Dans les usines, c'est aussi l'inquiétude

Pour ce qui est des entreprises du secteur sud, on a appris que 2 700 déclarations d'accidents du travail étaient parvenues à la Caisse d'assurance maladie, suite à l'explosion. La préfecture estimait mardi 23 octobre à 134 le nombre d'entreprises "dont la pérennité peut être menacée". Cela représente plusieurs milliers d'emplois. Les travailleurs de l'hôpital Marchant, dévasté par l'explosion, seront installés dans les locaux de l'hôpital Larrey. Il aura fallu quelques semaines de manifestations massives pour y parvenir. Une entreprise comme Tolochimie annonce du chômage technique à partir du 1er novembre (une semaine de travail et trois à la maison), indemnisé a-t-on promis à 95 % du salaire (primes non comprises).

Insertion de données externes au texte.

//! End-to-end tests: datagram bytes in, recorded HID reports out.
//!
//! Each test drives the public [`Dispatcher`] API with explicit timestamps, so
//! timing is deterministic and nothing sleeps.

use std::sync::Arc;
use std::time::{Duration, Instant};

use cbv0_bridge::application::{DispatchOutcome, Dispatcher, ReportSynthesizer};
use cbv0_bridge::domain::{HidState, SynthesizerConfig};
use cbv0_bridge::infrastructure::hid_output::mock::{RecordingSink, SentReport};
use cbv0_core::{ActionOp, Command, FrameEncoder, MessageType, Side};

const TICK: Duration = Duration::from_millis(8);

struct Harness {
    dispatcher: Dispatcher,
    sink: Arc<RecordingSink>,
    encoder: FrameEncoder,
    t0: Instant,
}

impl Harness {
    fn new() -> Self {
        let sink = Arc::new(RecordingSink::new());
        let synth = ReportSynthesizer::new(SynthesizerConfig::default(), sink.clone());
        let mut dispatcher = Dispatcher::new(synth);
        let t0 = Instant::now();
        // Consume the first tick so the next one is at t0 + TICK.
        dispatcher.poll(t0);
        Self {
            dispatcher,
            sink,
            encoder: FrameEncoder::new(),
            t0,
        }
    }

    fn at(&self, ms: u64) -> Instant {
        self.t0 + Duration::from_millis(ms)
    }

    fn send(&mut self, cmd: &Command, ms: u64) -> DispatchOutcome {
        let bytes = self.encoder.encode(cmd).expect("command encodes");
        let now = self.at(ms);
        self.dispatcher.handle_datagram(&bytes, now)
    }
}

#[test]
fn test_scenario_gamepad_button_reaches_next_tick() {
    // Arrange
    let mut h = Harness::new();

    // Act
    let outcome = h.send(&Command::GamepadButton { op: ActionOp::Hold, button: 0 }, 1);
    h.dispatcher.poll(h.t0 + TICK);

    // Assert
    assert_eq!(outcome, DispatchOutcome::Applied(MessageType::GamepadButton));
    let reports = h.sink.gamepad_reports();
    assert_eq!(reports.len(), 1);
    assert_eq!(reports[0].buttons & 0x0001, 0x0001);
}

#[test]
fn test_scenario_corrupted_final_byte_is_rejected() {
    // Arrange – a 7-byte frame: header, one payload byte, CRC
    let mut h = Harness::new();
    let mut bytes = h.encoder.encode_raw(0x7F, vec![0b111]);
    assert_eq!(bytes.len(), 7);
    bytes[6] = bytes[6].wrapping_add(1);

    // Act
    let outcome = h.dispatcher.handle_datagram(&bytes, h.at(1));
    h.dispatcher.poll(h.t0 + TICK);

    // Assert
    assert_eq!(outcome, DispatchOutcome::DroppedChecksum);
    assert_eq!(h.dispatcher.synthesizer().state(), &HidState::neutral());
    assert!(h.sink.is_empty());
}

#[test]
fn test_scenario_legacy_click_with_wait() {
    // Arrange
    let mut h = Harness::new();
    let line = b"MOUSE_LEFT_DOWN,WAIT_50,MOUSE_LEFT_UP";

    // Act
    let outcome = h.dispatcher.handle_datagram(line, h.at(0));
    let pressed = h.dispatcher.synthesizer().state().mouse.buttons();
    for ms in (8..=64).step_by(8) {
        h.dispatcher.poll(h.at(ms));
    }

    // Assert
    assert_eq!(outcome, DispatchOutcome::LegacyLine);
    assert_eq!(pressed, 0b001);
    assert_eq!(h.dispatcher.synthesizer().state().mouse.buttons(), 0);
    let bytes: Vec<_> = h.sink.mouse_reports().iter().map(|r| r.as_bytes()).collect();
    assert_eq!(bytes, vec![[1, 0, 0], [0, 0, 0]]);
}

#[test]
fn test_scenario_stick_quantizes_and_settles() {
    // Arrange
    let mut h = Harness::new();
    let sample = Command::GamepadStick { side: Side::Left, x: 16000, y: -16000 };

    // Act – the same sample once per tick
    for tick in 1..=4u32 {
        h.send(&sample, u64::from(tick) * 8 - 7);
        h.dispatcher.poll(h.t0 + TICK * tick);
    }
    for tick in 5..=8 {
        h.dispatcher.poll(h.t0 + TICK * tick);
    }

    // Assert – 16000 / 256 = 62, reached after four samples, then silence
    assert_eq!(h.dispatcher.synthesizer().state().gamepad.axes(), [62, -62, 0, 0]);
    let xs: Vec<i8> = h.sink.gamepad_reports().iter().map(|r| r.left_x).collect();
    assert_eq!(xs, vec![48, 59, 61, 62]);
    let last = h.sink.gamepad_reports().last().copied().expect("reports sent");
    assert_eq!((last.left_x, last.left_y), (62, -62));
}

#[test]
fn test_scenario_one_byte_heuristic_mask() {
    // Arrange
    let mut h = Harness::new();
    let bytes = h.encoder.encode_raw(0xEE, vec![0b011]);

    // Act
    let outcome = h.dispatcher.handle_datagram(&bytes, h.at(1));

    // Assert
    assert_eq!(outcome, DispatchOutcome::HeuristicButtons);
    let mask = h.dispatcher.synthesizer().state().mouse.buttons();
    assert_eq!(mask & 0b001, 0b001, "left");
    assert_eq!(mask & 0b010, 0b010, "right");
    assert_eq!(mask & 0b100, 0, "middle");
}

#[test]
fn test_thousand_mouse_frames_in_one_interval_give_one_report() {
    // Arrange
    let mut h = Harness::new();

    // Act
    for _ in 0..1000 {
        h.send(&Command::MouseDelta { dx: 1, dy: -1 }, 2);
        h.dispatcher.poll(h.at(3));
    }
    h.dispatcher.poll(h.t0 + TICK);

    // Assert
    let reports = h.sink.mouse_reports();
    assert_eq!(reports.len(), 1);
    assert_eq!((reports[0].dx, reports[0].dy), (127, -127));
}

#[test]
fn test_keyboard_reports_are_not_paced() {
    // Arrange
    let mut h = Harness::new();

    // Act
    for name in ["ctrl", "c"] {
        h.send(&Command::KeyEvent { op: ActionOp::Hold, key: name.into() }, 1);
    }
    for name in ["c", "ctrl"] {
        h.send(&Command::KeyEvent { op: ActionOp::Release, key: name.into() }, 1);
    }

    // Assert – four reports without a single tick
    let bytes: Vec<_> = h.sink.keyboard_reports().iter().map(|r| r.as_bytes()).collect();
    assert_eq!(
        bytes,
        vec![
            [0x01, 0, 0, 0, 0, 0, 0, 0],
            [0x01, 0, 0x06, 0, 0, 0, 0, 0],
            [0x01, 0, 0, 0, 0, 0, 0, 0],
            [0x00, 0, 0, 0, 0, 0, 0, 0],
        ]
    );
}

#[test]
fn test_gamepad_press_is_released_without_blocking() {
    // Arrange
    let mut h = Harness::new();

    // Act – a press, then an unrelated frame arrives during the hold
    h.send(&Command::GamepadButton { op: ActionOp::Press, button: 1 }, 1);
    h.send(&Command::MouseButton { op: ActionOp::Hold, button: 2 }, 5);
    for tick in 1..=6 {
        h.dispatcher.poll(h.t0 + TICK * tick);
    }

    // Assert
    let buttons: Vec<u16> = h.sink.gamepad_reports().iter().map(|r| r.buttons).collect();
    assert_eq!(buttons, vec![0x0002, 0x0000]);
    assert_eq!(h.dispatcher.synthesizer().state().mouse.buttons(), 0b100);
}

#[test]
fn test_soft_reset_line_releases_everything() {
    // Arrange
    let mut h = Harness::new();
    h.send(&Command::KeyEvent { op: ActionOp::Hold, key: "shift".into() }, 1);
    h.send(&Command::GamepadButton { op: ActionOp::Hold, button: 12 }, 1);

    // Act
    h.dispatcher.handle_datagram(b"SOFT_RESET", h.at(2));

    // Assert
    assert_eq!(h.dispatcher.synthesizer().state(), &HidState::neutral());
    let last_three: Vec<_> = h.sink.all().into_iter().rev().take(3).collect();
    assert!(matches!(last_three[0], SentReport::Gamepad(g) if g.hat == 8));
    assert!(matches!(last_three[1], SentReport::Mouse(m) if m.buttons == 0));
    assert!(matches!(last_three[2], SentReport::Keyboard(k) if k.modifiers == 0));
}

Quant à Grande Paroisse (AZF) le directeur garantit la paie jusqu'en novembre, mais ne dit rien quant à la suite. Et il y a tout ce que l'on ne sait pas encore, en particulier le sort des travailleurs des entreprises sous-traitantes de Grande Paroisse -AZF ou de la SNPE (CTRA, Ponticelli, Samat, etc.). Et il y a les travailleurs des petites entreprises à proximité, qui ont fermé ou réduit leur activité. Ainsi les employés du magasin Darty détruit sont en bagarre pour obtenir d'être tous repris à Darty Blagnac. Mais pour le moment on ne sait combien ont été purement et simplement licenciés ou même "démissionnés".

L'avenir du site chimique

Après bien des rebondissements et manipulations en tout genre, la thèse de l'incident industriel est désormais la seule retenue. Toutes les tentatives pour disculper les dirigeants de l'entreprise de leurs responsabilités (attentat, missile, éclair lumineux) sont maintenant redevenues des rumeurs sans fondement.

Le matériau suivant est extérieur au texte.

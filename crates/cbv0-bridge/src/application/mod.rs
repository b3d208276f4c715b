//! Application layer: the HID state machine, its timers, and datagram routing.

pub mod deferred;
pub mod dispatcher;
pub mod legacy_line;
pub mod pacer;
pub mod synthesizer;

pub use deferred::{ControlAction, DeferredAction, DeferredQueue};
pub use dispatcher::{DispatchOutcome, DispatchStats, Dispatcher};
pub use legacy_line::{run_legacy_line, LineOutcome};
pub use pacer::Pacer;
pub use synthesizer::{HidReportSink, ReportSynthesizer, SinkError};
//! Linux USB gadget HID output.
//!
//! With the bridge board configured as a composite USB HID device (configfs
//! `functions/hid.*`), the kernel exposes one character device per report
//! endpoint.  Writing a report's bytes to the device sends it to the host on
//! the next interrupt-IN poll.
//!
//! | Endpoint | Default device | Report size |
//! |----------|----------------|-------------|
//! | Keyboard | `/dev/hidg0`   | 8 bytes     |
//! | Mouse    | `/dev/hidg1`   | 3 bytes     |
//! | Gamepad  | `/dev/hidg2`   | 7 bytes     |
//!
//! A write fails with `ESHUTDOWN` while the host has not enumerated the
//! gadget; that surfaces as a [`SinkError::Io`] and the report is dropped.

use std::fs::{File, OpenOptions};
use std::io::Write;
use std::path::Path;

use tracing::info;

use crate::application::synthesizer::{HidReportSink, SinkError};
use crate::domain::reports::{GamepadReport, KeyboardReport, MouseReport};
use crate::infrastructure::storage::config::OutputConfig;

/// Writes reports to the three gadget endpoint devices.
#[derive(Debug)]
pub struct GadgetSink {
    keyboard: File,
    mouse: File,
    gamepad: File,
}

impl GadgetSink {
    /// Opens the three endpoint devices for writing.
    ///
    /// # Errors
    ///
    /// Returns [`SinkError::Io`] naming the first device that cannot be
    /// opened.
    pub fn open(config: &OutputConfig) -> Result<Self, SinkError> {
        let sink = Self {
            keyboard: open_endpoint(&config.keyboard_device, "keyboard")?,
            mouse: open_endpoint(&config.mouse_device, "mouse")?,
            gamepad: open_endpoint(&config.gamepad_device, "gamepad")?,
        };
        info!(
            keyboard = %config.keyboard_device.display(),
            mouse = %config.mouse_device.display(),
            gamepad = %config.gamepad_device.display(),
            "HID gadget endpoints open"
        );
        Ok(sink)
    }
}

fn open_endpoint(path: &Path, endpoint: &'static str) -> Result<File, SinkError> {
    OpenOptions::new()
        .write(true)
        .open(path)
        .map_err(|source| SinkError::Io { endpoint, source })
}

// `Write` is implemented for `&File`, so reports can be written through a
// shared reference.
fn write_report(mut file: &File, bytes: &[u8], endpoint: &'static str) -> Result<(), SinkError> {
    file.write_all(bytes)
        .map_err(|source| SinkError::Io { endpoint, source })
}

impl HidReportSink for GadgetSink {
    fn send_keyboard(&self, report: &KeyboardReport) -> Result<(), SinkError> {
        write_report(&self.keyboard, &report.as_bytes(), "keyboard")
    }

    fn send_mouse(&self, report: &MouseReport) -> Result<(), SinkError> {
        write_report(&self.mouse, &report.as_bytes(), "mouse")
    }

    fn send_gamepad(&self, report: &GamepadReport) -> Result<(), SinkError> {
        write_report(&self.gamepad, &report.as_bytes(), "gamepad")
    }
}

Quant aux autorités, préfecture, mairie, qui ont tout fait pour sauver la mise à Total en reprochant par exemple au procureur chargé de l'enquête d'avoir pronostiqué à 99 % un accident par négligence des dirigeants de l'entreprise, elles ne sont guère payées en retour. Ainsi la direction de Grande Paroisse les a passablement mis dans le pétrin en ne respectant même pas les valeurs limites de rejet fixées par arrêté préfectoral. Les services de la préfecture ont signalé que "10 tonnes d'azote ammoniacal ont été déversées dans la Garonne alors que l'autorisation prévoyait un maximum de 1,5 tonne". Les poissons qui restent encore dans la Garonne n'ont guère apprécié ni les habitants voisins qui s'inquiètent à juste titre de la désinvolture de la direction d'AZF. Surtout quand on sait qu'il reste encore "3 861 tonnes de nitrates d'ammonium agricole et 860 tonnes de nitrates d'ammonium industriel à évacuer d'AZF et... 37 tonnes de phosgène à la SNPE" (chiffres de la préfecture du 23 octobre).

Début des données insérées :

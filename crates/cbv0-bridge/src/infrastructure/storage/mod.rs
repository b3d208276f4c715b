//! Storage infrastructure: the TOML configuration file.
//!
//! Reading, writing, and defaulting of [`config::AppConfig`] live here so the
//! rest of the bridge only ever sees typed settings.

pub mod config;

L'Union locale CGT du Mirail reste la seule structure en place pour l'aide aux sinistrés. Au niveau juridique, pour régler les différends avec les assurances, pour discuter des nombreux problèmes d'emploi ou de chômage partiel, des militants venus de leurs entreprises ou de villes voisines donnent de leur temps pour assurer les permanences et les informations dans les zones industrielles. Beaucoup de dévouement face à une tâche considérable.

On discute beaucoup aussi du "maintien du site chimique" qui est une revendication de l'Union locale, malgré la volonté majoritairement exprimée dans les quartiers populaires de voir le site fermé et les dangers qui vont avec disparus du paysage sinon des mémoires. Mais comme le dit le tract Lutte Ouvrière à Grande Paroisse (AZF) : "Moulinex aussi a été maintenu mais seulement avec le tiers des salariés. Alors le seul objectif qui ne laisse personne sur le bord de la route, c'est de faire payer TotalFinaElf, d'exiger de l'Etat la mise sous séquestre des biens et capitaux de TotalFinaElf en garantie du paiement des salaires et des réparations, et aussi de se battre pour la sécurité maximum dans les usines, sous le contrôle direct des salariés et de la population."